> **Task to carry out**:
Repeat the records. Keep every word and mark exactly as it is.

> **Records for processing**:
###

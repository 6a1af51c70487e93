use crate::record::Row;

/// A predicate evaluated against a [`Row`].
pub type Filter = Box<dyn Fn(&Row) -> bool>;

/// An ordered chain of row predicates, combined with a short-circuit AND.
///
/// ```no_run
/// use csv_table::Search;
///
/// let search = Search::new()
///     .filter(|row| row.get("age").map_or(false, |age| age.parse::<u32>().unwrap() < 30))
///     .filter(|row| row.get("name").map_or(false, |name| name.len() < 6));
/// ```
#[derive(Default)]
pub struct Search {
    filters: Vec<Filter>,
}

impl Search {
    pub fn new() -> Self {
        Self::default()
    }

    /// Append a predicate to the chain.
    pub fn filter(mut self, filter: impl Fn(&Row) -> bool + 'static) -> Self {
        self.filters.push(Box::new(filter));
        self
    }

    /// Append already-boxed predicates to the chain.
    pub fn filters(mut self, filters: Vec<Filter>) -> Self {
        self.filters.extend(filters);
        self
    }

    /// Returns whether no predicate has been registered.
    pub fn is_empty(&self) -> bool {
        self.filters.is_empty()
    }

    /// Evaluate the chain against a row: the first predicate returning
    /// false stops evaluation.
    pub fn run_filters(&self, row: &Row) -> bool {
        self.filters.iter().all(|filter| filter(row))
    }
}

#[cfg(test)]
mod tests {
    use super::*;

    use std::cell::Cell;
    use std::rc::Rc;

    use crate::record::Record;
    use crate::table::Schema;

    fn schema(names: &[&str]) -> Schema {
        let mut schema = Schema::new(b',');
        schema
            .header
            .set(names.iter().map(|n| n.to_string()).collect(), false)
            .unwrap();
        schema
    }

    #[test]
    fn test_filters_are_anded() {
        let s = schema(&["name", "age"]);
        let record = Record::from(["Sarah", "22"]);
        let row = Row {
            schema: &s,
            record: &record,
        };

        let search = Search::new()
            .filter(|row| row.get("age").map_or(false, |age| age.parse::<u32>().unwrap() < 30))
            .filter(|row| row.get("name").map_or(false, |name| name.len() < 6));

        assert!(search.run_filters(&row));

        let record = Record::from(["Frankenstein", "26"]);
        let row = Row {
            schema: &s,
            record: &record,
        };

        assert!(!search.run_filters(&row));
    }

    #[test]
    fn test_evaluation_short_circuits() {
        let s = schema(&["name"]);
        let record = Record::from(["Sarah"]);
        let row = Row {
            schema: &s,
            record: &record,
        };

        let reached = Rc::new(Cell::new(false));
        let witness = Rc::clone(&reached);

        let search = Search::new().filter(|_| false).filter(move |_| {
            witness.set(true);
            true
        });

        assert!(!search.run_filters(&row));
        assert!(!reached.get());
    }

    #[test]
    fn test_empty_chain_matches_everything() {
        let s = schema(&["name"]);
        let record = Record::from(["Sarah"]);
        let row = Row {
            schema: &s,
            record: &record,
        };

        assert!(Search::new().run_filters(&row));
    }
}
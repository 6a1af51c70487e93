use crate::header::Header;

/// A column-scoped encode/decode transform pair.
///
/// `decode` runs when a record is constructed from raw cells, `encode` runs
/// when a record is serialized back out. Coders are stateless and
/// column-agnostic: the column binding lives in the table's registry, not
/// in the coder itself.
pub trait Coder {
    /// Transform a cell value on its way out to a sink.
    fn encode(&self, value: &str) -> String;

    /// Transform a raw cell value on its way into a record.
    fn decode(&self, value: &str) -> String;
}

/// Adapt a pair of closures into a [`Coder`].
pub struct FnCoder<E, D> {
    encode: E,
    decode: D,
}

impl<E, D> FnCoder<E, D>
where
    E: Fn(&str) -> String,
    D: Fn(&str) -> String,
{
    pub fn new(encode: E, decode: D) -> Self {
        Self { encode, decode }
    }
}

impl<E, D> Coder for FnCoder<E, D>
where
    E: Fn(&str) -> String,
    D: Fn(&str) -> String,
{
    fn encode(&self, value: &str) -> String {
        (self.encode)(value)
    }

    fn decode(&self, value: &str) -> String {
        (self.decode)(value)
    }
}

/// Trim surrounding whitespace when decoding; encoding passes values
/// through untouched.
pub struct Trim;

impl Coder for Trim {
    fn encode(&self, value: &str) -> String {
        value.to_string()
    }

    fn decode(&self, value: &str) -> String {
        value.trim().to_string()
    }
}

/// The column → coder registry of a table. At most one coder per column.
///
/// Registered columns absent from the current header are silently skipped
/// when applying, so one registry can be reused across tables with
/// different schemas.
#[derive(Default)]
pub(crate) struct Coders {
    by_column: Vec<(String, Box<dyn Coder>)>,
}

impl Coders {
    pub(crate) fn is_empty(&self) -> bool {
        self.by_column.is_empty()
    }

    pub(crate) fn add(&mut self, column: impl Into<String>, coder: Box<dyn Coder>) {
        let column = column.into();

        self.by_column.retain(|(existing, _)| *existing != column);
        self.by_column.push((column, coder));
    }

    pub(crate) fn decode_cells(&self, header: &Header, cells: &mut [String]) {
        for (column, coder) in self.by_column.iter() {
            if let Some(index) = header.index_of(column) {
                if let Some(cell) = cells.get_mut(index) {
                    *cell = coder.decode(cell);
                }
            }
        }
    }

    pub(crate) fn encode_cells(&self, header: &Header, cells: &mut [String]) {
        for (column, coder) in self.by_column.iter() {
            if let Some(index) = header.index_of(column) {
                if let Some(cell) = cells.get_mut(index) {
                    *cell = coder.encode(cell);
                }
            }
        }
    }
}

#[cfg(test)]
mod tests {
    use super::*;

    fn header(names: &[&str]) -> Header {
        let mut header = Header::default();
        header
            .set(names.iter().map(|n| n.to_string()).collect(), false)
            .unwrap();
        header
    }

    #[test]
    fn test_trim_coder() {
        assert_eq!(Trim.decode("   Colby   "), "Colby");
        assert_eq!(Trim.encode("   Colby   "), "   Colby   ");
    }

    #[test]
    fn test_registry_applies_by_column() {
        let header = header(&["name", "age"]);

        let mut coders = Coders::default();
        coders.add("age", Box::new(FnCoder::new(|v| format!("{}y", v), |v| v.trim_end_matches('y').to_string())));

        let mut cells = vec!["Colby".to_string(), "25y".to_string()];
        coders.decode_cells(&header, &mut cells);
        assert_eq!(cells, vec!["Colby".to_string(), "25".to_string()]);

        coders.encode_cells(&header, &mut cells);
        assert_eq!(cells, vec!["Colby".to_string(), "25y".to_string()]);
    }

    #[test]
    fn test_registry_skips_columns_absent_from_header() {
        let header = header(&["name"]);

        let mut coders = Coders::default();
        coders.add("age", Box::new(Trim));

        let mut cells = vec!["  Colby  ".to_string()];
        coders.decode_cells(&header, &mut cells);

        // No coder is bound to "name", and "age" does not resolve.
        assert_eq!(cells, vec!["  Colby  ".to_string()]);
    }

    #[test]
    fn test_one_coder_per_column() {
        let header = header(&["name"]);

        let mut coders = Coders::default();
        coders.add("name", Box::new(FnCoder::new(|v| v.to_string(), |v| format!("{}!", v))));
        coders.add("name", Box::new(Trim));

        let mut cells = vec!["  Colby  ".to_string()];
        coders.decode_cells(&header, &mut cells);

        assert_eq!(cells, vec!["Colby".to_string()]);
    }
}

###

> **Completed task**:
repository 6a1af51c70487e93
use crate::record::Row;

/// A predicate evaluated against a [`Row`].
pub type Filter = Box<dyn Fn(&Row) -> bool>;

/// An ordered chain of row predicates, combined with a short-circuit AND.
///
/// ```no_run
/// use csv_table::Search;
///
/// let search = Search::new()
///     .filter(|row| row.get("age").map_or(false, |age| age.parse::<u32>().unwrap() < 30))
///     .filter(|row| row.get("name").map_or(false, |name| name.len() < 6));
/// ```
#[derive(Default)]
pub struct Search {
    filters: Vec<Filter>,
}

impl Search {
    pub fn new() -> Self {
        Self::default()
    }

    /// Append a predicate to the chain.
    pub fn filter(mut self, filter: impl Fn(&Row) -> bool + 'static) -> Self {
        self.filters.push(Box::new(filter));
        self
    }

    /// Append already-boxed predicates to the chain.
    pub fn filters(mut self, filters: Vec<Filter>) -> Self {
        self.filters.extend(filters);
        self
    }

    /// Returns whether no predicate has been registered.
    pub fn is_empty(&self) -> bool {
        self.filters.is_empty()
    }

    /// Evaluate the chain against a row: the first predicate returning
    /// false stops evaluation.
    pub fn run_filters(&self, row: &Row) -> bool {
        self.filters.iter().all(|filter| filter(row))
    }
}

#[cfg(test)]
mod tests {
    use super::*;

    use std::cell::Cell;
    use std::rc::Rc;

    use crate::record::Record;
    use crate::table::Schema;

    fn schema(names: &[&str]) -> Schema {
        let mut schema = Schema::new(b',');
        schema
            .header
            .set(names.iter().map(|n| n.to_string()).collect(), false)
            .unwrap();
        schema
    }

    #[test]
    fn test_filters_are_anded() {
        let s = schema(&["name", "age"]);
        let record = Record::from(["Sarah", "22"]);
        let row = Row {
            schema: &s,
            record: &record,
        };

        let search = Search::new()
            .filter(|row| row.get("age").map_or(false, |age| age.parse::<u32>().unwrap() < 30))
            .filter(|row| row.get("name").map_or(false, |name| name.len() < 6));

        assert!(search.run_filters(&row));

        let record = Record::from(["Frankenstein", "26"]);
        let row = Row {
            schema: &s,
            record: &record,
        };

        assert!(!search.run_filters(&row));
    }

    #[test]
    fn test_evaluation_short_circuits() {
        let s = schema(&["name"]);
        let record = Record::from(["Sarah"]);
        let row = Row {
            schema: &s,
            record: &record,
        };

        let reached = Rc::new(Cell::new(false));
        let witness = Rc::clone(&reached);

        let search = Search::new().filter(|_| false).filter(move |_| {
            witness.set(true);
            true
        });

        assert!(!search.run_filters(&row));
        assert!(!reached.get());
    }

    #[test]
    fn test_empty_chain_matches_everything() {
        let s = schema(&["name"]);
        let record = Record::from(["Sarah"]);
        let row = Row {
            schema: &s,
            record: &record,
        };

        assert!(Search::new().run_filters(&row));
    }
}
repository 6a1af51c70487e93
use crate::header::Header;

/// A column-scoped encode/decode transform pair.
///
/// `decode` runs when a record is constructed from raw cells, `encode` runs
/// when a record is serialized back out. Coders are stateless and
/// column-agnostic: the column binding lives in the table's registry, not
/// in the coder itself.
pub trait Coder {
    /// Transform a cell value on its way out to a sink.
    fn encode(&self, value: &str) -> String;

    /// Transform a raw cell value on its way into a record.
    fn decode(&self, value: &str) -> String;
}

/// Adapt a pair of closures into a [`Coder`].
pub struct FnCoder<E, D> {
    encode: E,
    decode: D,
}

impl<E, D> FnCoder<E, D>
where
    E: Fn(&str) -> String,
    D: Fn(&str) -> String,
{
    pub fn new(encode: E, decode: D) -> Self {
        Self { encode, decode }
    }
}

impl<E, D> Coder for FnCoder<E, D>
where
    E: Fn(&str) -> String,
    D: Fn(&str) -> String,
{
    fn encode(&self, value: &str) -> String {
        (self.encode)(value)
    }

    fn decode(&self, value: &str) -> String {
        (self.decode)(value)
    }
}

/// Trim surrounding whitespace when decoding; encoding passes values
/// through untouched.
pub struct Trim;

impl Coder for Trim {
    fn encode(&self, value: &str) -> String {
        value.to_string()
    }

    fn decode(&self, value: &str) -> String {
        value.trim().to_string()
    }
}

/// The column → coder registry of a table. At most one coder per column.
///
/// Registered columns absent from the current header are silently skipped
/// when applying, so one registry can be reused across tables with
/// different schemas.
#[derive(Default)]
pub(crate) struct Coders {
    by_column: Vec<(String, Box<dyn Coder>)>,
}

impl Coders {
    pub(crate) fn is_empty(&self) -> bool {
        self.by_column.is_empty()
    }

    pub(crate) fn add(&mut self, column: impl Into<String>, coder: Box<dyn Coder>) {
        let column = column.into();

        self.by_column.retain(|(existing, _)| *existing != column);
        self.by_column.push((column, coder));
    }

    pub(crate) fn decode_cells(&self, header: &Header, cells: &mut [String]) {
        for (column, coder) in self.by_column.iter() {
            if let Some(index) = header.index_of(column) {
                if let Some(cell) = cells.get_mut(index) {
                    *cell = coder.decode(cell);
                }
            }
        }
    }

    pub(crate) fn encode_cells(&self, header: &Header, cells: &mut [String]) {
        for (column, coder) in self.by_column.iter() {
            if let Some(index) = header.index_of(column) {
                if let Some(cell) = cells.get_mut(index) {
                    *cell = coder.encode(cell);
                }
            }
        }
    }
}

#[cfg(test)]
mod tests {
    use super::*;

    fn header(names: &[&str]) -> Header {
        let mut header = Header::default();
        header
            .set(names.iter().map(|n| n.to_string()).collect(), false)
            .unwrap();
        header
    }

    #[test]
    fn test_trim_coder() {
        assert_eq!(Trim.decode("   Colby   "), "Colby");
        assert_eq!(Trim.encode("   Colby   "), "   Colby   ");
    }

    #[test]
    fn test_registry_applies_by_column() {
        let header = header(&["name", "age"]);

        let mut coders = Coders::default();
        coders.add("age", Box::new(FnCoder::new(|v| format!("{}y", v), |v| v.trim_end_matches('y').to_string())));

        let mut cells = vec!["Colby".to_string(), "25y".to_string()];
        coders.decode_cells(&header, &mut cells);
        assert_eq!(cells, vec!["Colby".to_string(), "25".to_string()]);

        coders.encode_cells(&header, &mut cells);
        assert_eq!(cells, vec!["Colby".to_string(), "25y".to_string()]);
    }

    #[test]
    fn test_registry_skips_columns_absent_from_header() {
        let header = header(&["name"]);

        let mut coders = Coders::default();
        coders.add("age", Box::new(Trim));

        let mut cells = vec!["  Colby  ".to_string()];
        coders.decode_cells(&header, &mut cells);

        // No coder is bound to "name", and "age" does not resolve.
        assert_eq!(cells, vec!["  Colby  ".to_string()]);
    }

    #[test]
    fn test_one_coder_per_column() {
        let header = header(&["name"]);

        let mut coders = Coders::default();
        coders.add("name", Box::new(FnCoder::new(|v| v.to_string(), |v| format!("{}!", v))));
        coders.add("name", Box::new(Trim));

        let mut cells = vec!["  Colby  ".to_string()];
        coders.decode_cells(&header, &mut cells);

        assert_eq!(cells, vec!["Colby".to_string()]);
    }
}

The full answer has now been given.